### WHAT IS EXPECTED
Copy out each line from the start of the material below until the line with "pub const CATEGORY: &str", that line included.

### RECORD SET

--

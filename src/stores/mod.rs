//! Contains traits and implementations for objects that store the domain
//! [models](crate::models).

mod category;
mod transaction;
mod user;

pub mod sqlite;

pub use category::{CategoryPatch, CategoryStore, NewCategory};
pub use transaction::{
    CategoryStat, NewTransaction, Statistics, Summary, TransactionPatch, TransactionQuery,
    TransactionStore,
};
pub use user::{NewUser, ProfilePatch, UserStore};
//! Application router configuration and endpoint path definitions.

mod categories;
mod transactions;

use axum::{
    Router, middleware,
    routing::{get, post, put},
};

use crate::{AppState, auth, logging::logging_middleware, response::ApiResponse};

/// The route paths served by the application.
pub mod endpoints {
    /// Health check, open to unauthenticated callers.
    pub const HEALTH: &str = "/api/health";
    /// Account registration.
    pub const REGISTER: &str = "/api/auth/register";
    /// Sign in and receive a bearer token.
    pub const LOG_IN: &str = "/api/auth/login";
    /// The authenticated user's profile.
    pub const ME: &str = "/api/auth/me";
    /// Update the authenticated user's profile.
    pub const PROFILE: &str = "/api/auth/profile";
    /// List and create categories.
    pub const CATEGORIES: &str = "/api/categories";
    /// Update and delete a single category.
    pub const CATEGORY: &str = "/api/categories/{id}";
    /// Batch reorder of categories.
    pub const CATEGORY_ORDER: &str = "/api/categories/order";
    /// List and create transactions.
    pub const TRANSACTIONS: &str = "/api/transactions";
    /// Fetch, update and delete a single transaction.
    pub const TRANSACTION: &str = "/api/transactions/{id}";
    /// Aggregate statistics over the authenticated user's transactions.
    pub const TRANSACTION_STATISTICS: &str = "/api/transactions/statistics";
}

/// Return a router with all the app's routes.
pub fn build_router(state: AppState) -> Router {
    Router::new()
        .route(endpoints::HEALTH, get(get_health))
        .route(endpoints::REGISTER, post(auth::register))
        .route(endpoints::LOG_IN, post(auth::login))
        .route(endpoints::ME, get(auth::get_current_user))
        .route(endpoints::PROFILE, put(auth::update_profile))
        .route(
            endpoints::CATEGORIES,
            get(categories::list_categories).post(categories::create_category),
        )
        .route(endpoints::CATEGORY_ORDER, post(categories::reorder_categories))
        .route(
            endpoints::CATEGORY,
            put(categories::update_category).delete(categories::delete_category),
        )
        .route(
            endpoints::TRANSACTIONS,
            get(transactions::list_transactions).post(transactions::create_transaction),
        )
        .route(
            endpoints::TRANSACTION_STATISTICS,
            get(transactions::get_statistics),
        )
        .route(
            endpoints::TRANSACTION,
            get(transactions::get_transaction)
                .put(transactions::update_transaction)
                .delete(transactions::delete_transaction),
        )
        .layer(middleware::from_fn(logging_middleware))
        .with_state(state)
}

/// Confirm the API is up without touching the database.
async fn get_health() -> ApiResponse<()> {
    ApiResponse::message("API is running")
}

--

### SOLUTION FOR THIS TASK
filename src/stores/mod.rs
//! Contains traits and implementations for objects that store the domain
//! [models](crate::models).

mod category;
mod transaction;
mod user;

pub mod sqlite;

pub use category::{CategoryPatch, CategoryStore, NewCategory};
pub use transaction::{
    CategoryStat, NewTransaction, Statistics, Summary, TransactionPatch, TransactionQuery,
    TransactionStore,
};
pub use user::{NewUser, ProfilePatch, UserStore};
//! Application router configuration and endpoint path definitions.

mod categories;
mod transactions;

use axum::{
    Router, middleware,
    routing::{get, post, put},
};

use crate::{AppState, auth, logging::logging_middleware, response::ApiResponse};

/// The route paths served by the application.
pub mod endpoints {
    /// Health check, open to unauthenticated callers.
    pub const HEALTH: &str = "/api/health";
    /// Account registration.
    pub const REGISTER: &str = "/api/auth/register";
    /// Sign in and receive a bearer token.
    pub const LOG_IN: &str = "/api/auth/login";
    /// The authenticated user's profile.
    pub const ME: &str = "/api/auth/me";
    /// Update the authenticated user's profile.
    pub const PROFILE: &str = "/api/auth/profile";
    /// List and create categories.
    pub const CATEGORIES: &str = "/api/categories";
    /// Update and delete a single category.
    pub const CATEGORY: &str = "/api/categories/{id}";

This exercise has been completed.